Can anyone give me some advice or point me in any direction as to where I can go in that part of the world to get any feedback...I would be so grateful indeed.

Many thanx

Debi
X

Can anyone PLEASE give me a (push) advise

Many thanx

Debi
X


----------



## ClubMan (5 Apr 2006)

Do you have any experience of that business already? If not then perhaps it would be a good idea to get some (as an employee in an established business) in order to gain experience, see if you like it and see if it's actually a viable business proposition? Moving house/country, especially with kids, and attempting to establish a new business especially on such a speculative basis would seem like a lot to take on at once.
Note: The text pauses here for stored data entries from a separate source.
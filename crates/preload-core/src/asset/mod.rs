// Copyright 2025 eraflo
//
// Licensed under the Apache License, Version 2.0 (the "License");
// you may not use this file except in compliance with the License.
// You may obtain a copy of the License at
//
//     http://www.apache.org/licenses/LICENSE-2.0
//
// Unless required by applicable law or agreed to in writing, software
// distributed under the License is distributed on an "AS IS" BASIS,
// WITHOUT WARRANTIES OR CONDITIONS OF ANY KIND, either express or implied.
// See the License for the specific language governing permissions and
// limitations under the License.

//! Asset types shared by the decoders, the fetchers, and the loading aggregator.

mod error;
mod handle;
mod kind;
mod payload;
mod request;
mod table;

pub use error::*;
pub use handle::*;
pub use kind::*;
pub use payload::*;
pub use request::*;
pub use table::*;

/// A marker trait for types that can be stored behind an [`AssetHandle`].
///
/// Assets are shared between the loader's result table and any number of
/// consumers, so they must be thread-safe and own their data.
pub trait Asset: Send + Sync + 'static {}

/// JSON data documents are stored as parsed values.
impl Asset for serde_json::Value {}
// Copyright 2025 eraflo
//
// Licensed under the Apache License, Version 2.0 (the "License");
// you may not use this file except in compliance with the License.
// You may obtain a copy of the License at
//
//     http://www.apache.org/licenses/LICENSE-2.0
//
// Unless required by applicable law or agreed to in writing, software
// distributed under the License is distributed on an "AS IS" BASIS,
// WITHOUT WARRANTIES OR CONDITIONS OF ANY KIND, either express or implied.
// See the License for the specific language governing permissions and
// limitations under the License.

//! Decoded asset payloads.

use super::Asset;
use std::fmt;

/// A decoded image held in CPU memory, ready to be uploaded or blitted.
#[derive(Clone, PartialEq, Eq)]
pub struct ImageData {
    /// Tightly packed RGBA8 pixels, row-major, `width * height * 4` bytes.
    pub pixels: Vec<u8>,
    /// Width in pixels.
    pub width: u32,
    /// Height in pixels.
    pub height: u32,
}

impl ImageData {
    /// Returns the RGBA value of the pixel at `(x, y)`, or `None` if out of bounds.
    pub fn pixel(&self, x: u32, y: u32) -> Option<[u8; 4]> {
        if x >= self.width || y >= self.height {
            return None;
        }
        let offset = ((y as usize * self.width as usize) + x as usize) * 4;
        self.pixels
            .get(offset..offset + 4)
            .map(|p| [p[0], p[1], p[2], p[3]])
    }
}

// Pixel buffers are far too large to be useful in debug output.
impl fmt::Debug for ImageData {
    fn fmt(&self, f: &mut fmt::Formatter<'_>) -> fmt::Result {
        f.debug_struct("ImageData")
            .field("width", &self.width)
            .field("height", &self.height)
            .field("bytes", &self.pixels.len())
            .finish()
    }
}

impl Asset for ImageData {}

/// Decoded audio, ready to be handed to a mixer.
#[derive(Clone, PartialEq)]
pub struct SoundData {
    /// The raw, interleaved audio samples.
    /// For stereo, samples are ordered `[L, R, L, R, ...]`.
    /// Values are expected to be in the range `[-1.0, 1.0]`.
    pub samples: Vec<f32>,
    /// The number of channels in the audio data (e.g., 1 for mono, 2 for stereo).
    pub channels: u16,
    /// The number of samples per second (e.g., 44100 Hz).
    pub sample_rate: u32,
}

impl SoundData {
    /// Length of the sound in seconds.
    pub fn duration_secs(&self) -> f32 {
        if self.channels == 0 || self.sample_rate == 0 {
            return 0.0;
        }
        let frames = self.samples.len() / self.channels as usize;
        frames as f32 / self.sample_rate as f32
    }
}

impl fmt::Debug for SoundData {
    fn fmt(&self, f: &mut fmt::Formatter<'_>) -> fmt::Result {
        f.debug_struct("SoundData")
            .field("channels", &self.channels)
            .field("sample_rate", &self.sample_rate)
            .field("samples", &self.samples.len())
            .finish()
    }
}

impl Asset for SoundData {}
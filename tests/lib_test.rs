//! Library integration tests.

use std::fs;

use jedcheck::config::JedConfig;
use jedcheck::lint::{run, RuleContext, RuleRegistry, Severity};
use jedcheck::JedError;
use tempfile::TempDir;

#[test]
fn error_types_are_public() {
    let err = JedError::UnknownRule { id: "test".into() };
    assert!(err.to_string().contains("test"));
}

#[test]
fn result_type_alias_is_public() {
    fn test_fn() -> jedcheck::Result<()> {
        Ok(())
    }
    assert!(test_fn().is_ok());
}

#[test]
fn cli_types_are_public() {
    use clap::Parser;
    use jedcheck::cli::{Cli, Commands};

    let cli = Cli::parse_from(["jedcheck", "rules", "--json"]);
    if let Commands::Rules(args) = cli.command {
        assert!(args.json);
    } else {
        panic!("Expected Rules command");
    }
}

#[test]
fn rules_run_over_a_template() {
    let temp = TempDir::new().unwrap();
    fs::write(
        temp.path().join("templateDetails.xml"),
        r#"<extension type="template" client="site" method="upgrade">
             <name>Joomla Starter Template</name>
             <version>2.0</version>
             <files><filename>index.php</filename></files>
           </extension>"#,
    )
    .unwrap();
    fs::write(temp.path().join("index.php"), "<?php\n").unwrap();

    let registry = RuleRegistry::with_builtins(&JedConfig::default()).unwrap();
    let rules = registry.select(&[], &[]).unwrap();
    let report = run(&rules, &RuleContext::new(temp.path())).unwrap();

    let info_xml: Vec<_> = report
        .diagnostics()
        .iter()
        .filter(|d| d.rule_id.0 == "INFO_XML")
        .map(|d| (d.severity, d.message.as_str()))
        .collect();

    assert!(info_xml
        .iter()
        .any(|(s, m)| *s == Severity::Warning && m.contains("'template'")));
    assert!(info_xml
        .iter()
        .any(|(s, m)| *s == Severity::Error && m.contains("starts with 'Joomla'")));
    assert!(!report
        .diagnostics()
        .iter()
        .any(|d| d.rule_id.0 == "XMLFILES"));
}
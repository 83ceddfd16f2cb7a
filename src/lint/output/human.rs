//! Human-readable output formatter.
//!
//! Formats diagnostics for terminal display with optional color support.

use super::DiagnosticFormatter;
use crate::lint::{Diagnostic, Severity};
use console::Style;
use std::io::Write;

/// Formats output for human consumption.
pub struct HumanFormatter {
    /// Whether to use colors (ANSI escape codes).
    pub use_color: bool,
}

impl HumanFormatter {
    /// Create a new human formatter.
    pub fn new(use_color: bool) -> Self {
        Self { use_color }
    }

    fn severity_style(severity: Severity) -> Style {
        match severity {
            Severity::Error => Style::new().red().bold(),
            Severity::Warning => Style::new().yellow().bold(),
            Severity::Info => Style::new().cyan(),
            Severity::Compat => Style::new().magenta(),
        }
    }

    fn prefix(&self, severity: Severity) -> String {
        let style = Self::severity_style(severity).force_styling(self.use_color);
        style.apply_to(severity.as_str()).to_string()
    }
}

impl DiagnosticFormatter for HumanFormatter {
    fn format<W: Write>(
        &self,
        diagnostics: &[Diagnostic],
        writer: &mut W,
    ) -> std::io::Result<()> {
        for diag in diagnostics {
            // Header line: error[RULE]: message
            writeln!(
                writer,
                "{}[{}]: {}",
                self.prefix(diag.severity),
                diag.rule_id.0,
                diag.message
            )?;

            match diag.line {
                Some(line) => writeln!(writer, "  --> {}:{}", diag.file.display(), line)?,
                None => writeln!(writer, "  --> {}", diag.file.display())?,
            }

            if let Some(ref context) = diag.context {
                for (i, raw) in context.lines().enumerate() {
                    let label = if i == 0 { "line" } else { "    " };
                    writeln!(writer, "   = {}: {}", label, raw)?;
                }
            }

            writeln!(writer)?;
        }

        let count = |severity: Severity| diagnostics.iter().filter(|d| d.severity == severity).count();
        let (errors, warnings) = (count(Severity::Error), count(Severity::Warning));
        let (infos, compat) = (count(Severity::Info), count(Severity::Compat));

        if !diagnostics.is_empty() {
            writeln!(
                writer,
                "Found {} error(s), {} warning(s), {} info and {} compat note(s)",
                errors, warnings, infos, compat
            )?;
        }

        Ok(())
    }
}
//! jedcheck - Static checks for packaged Joomla extensions.
//!
//! jedcheck reads an extension's source tree and reports problems in its
//! XML manifests, its INI language files and the files the manifests
//! declare, without installing anything.
//!
//! # Modules
//!
//! - [`cli`] - Command-line interface and argument parsing
//! - [`config`] - `.jedcheck.yml` loading and validation
//! - [`error`] - Error types and result aliases
//! - [`language`] - INI language file linting and translation lookup
//! - [`lint`] - Rules, registry, reports and output formatters
//! - [`manifest`] - Manifest parsing and schema validation
//! - [`ui`] - Terminal output
//!
//! # Example
//!
//! ```
//! use jedcheck::language::lint;
//! use jedcheck::lint::Severity;
//!
//! let findings = lint(&["MOD_HELLO=\"Hello\"", "mod_bye=\"Bye\""]);
//! assert_eq!(findings.len(), 1);
//! assert_eq!(findings[0].severity, Severity::Warning);
//! assert_eq!(findings[0].line, Some(2));
//! ```

pub mod cli;
pub mod config;
pub mod error;
pub mod language;
pub mod lint;
pub mod manifest;
pub mod ui;

pub use error::{JedError, Result};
If you do persist with the business option then you should draw up an objective business plan to establish the viability of the plan and how exactly you will proceed in terms of execution. There are various state and other organisations that might be able to help you. Try www.basis.ie for information.

By the way - _Ennis _is not _"Southern" Ireland _but rather _"Western" Ireland_.


----------



## brodiebabe (5 Apr 2006)

Lately I have noticed new self-service dog washing units have been set up in petrol stations and the like in Dublin.  I'd imagine that these type of things may eventually spread to the West.   Basically you bring your dog along to a unit, pop it in to the sink like apparutus and wash away with water hoses and then a dryer.  I think it saves you messing your own house while washing a dog.  

Would this be an indication of what direction the dog grooming business is going


----------



## liner (5 Apr 2006)

I know that a mobile dog grooming/washing service has started up in Cork. I've seen the van driving around. They will come to your door and wash/groom your dog for you. [broken link removed] It says on the website that franchise areas are available. 

It's not the only one either - [broken link removed] Maybe this is where the future of dog grooming is???


----------



## thewatcher (5 Apr 2006)

West clare is far from the metropolis now,i doubt you'd get many to pay to have their dogs washed,they just turn the hose on them out there.


----------



## Sweet Pea (5 Apr 2006)

Hi,

Most people on the thread are just referring to 'dog washing'.  I have a little Westie and we sometimes wash him ourselves and other times bring him to the self service dog wash thingy in our local petrol station.  However, we still need to bring him to be groomed every 6 - 10 weeks.  His coat needs a trim and shape regularly as when his hair grows too long, it really traps the dirt and his fringe gets in his eyes!  So dog groomers are definitely needed for those of us who have long haired pooches  .

Also, our doggie gets car sick so we always bring him to somewhere as close as possible to avoid the hassle of a long journey.  So I would say there is definitely always a demand for dog groomers even in an area that is not a 'heaving metropolis'.

Hope this helps,
Sweet Pea


----------



## CharlieC (5 Apr 2006)

Kenneling in Ireland is roughly 10-12 euro per night. You would need to outlay a lot initially on buildings unless you buy an exisiting business

I agree with Watcher, I cannot see a huge demand for grooming in rural areas or provincial towns


----------



## Little Sis (5 Apr 2006)

Debi

In a large urban area a friend of a friend started such a business 2 years ago and althoguh every time one enquired the reply was "soo busy " just soo busy ... I am aware the same individual has taken up other work part-time to keep finances ticking over , thus indicating non-viable 

IF you target a niche market and charge accordingly .... Being 1/2 as busy and charging twice the price can still make a viable business .... 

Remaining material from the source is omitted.